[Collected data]
• • • • •

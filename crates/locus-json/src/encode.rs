//! Record-to-JSON encoding.
//!
//! Encoding rides the `Serialize` derives in `locus-core`: fields are
//! emitted in declaration order, absent optionals are omitted entirely
//! (never `null`), and the extension-metadata map is sorted, so identical
//! records always produce identical text. Consumers should still treat key
//! order as unspecified.

use locus_core::{
  area::{Area, Point},
  event::PatientEvent,
  reading::LocationReading,
};

use crate::error::Result;

pub fn encode_reading(reading: &LocationReading) -> Result<String> {
  Ok(serde_json::to_string(reading)?)
}

pub fn encode_area(area: &Area) -> Result<String> {
  Ok(serde_json::to_string(area)?)
}

pub fn encode_point(point: &Point) -> Result<String> {
  Ok(serde_json::to_string(point)?)
}

pub fn encode_event(event: &PatientEvent) -> Result<String> {
  Ok(serde_json::to_string(event)?)
}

• • • • •

* Problem description
Reply with nothing but the number of lines in the entries that include "reading".

* Answer to the problem
3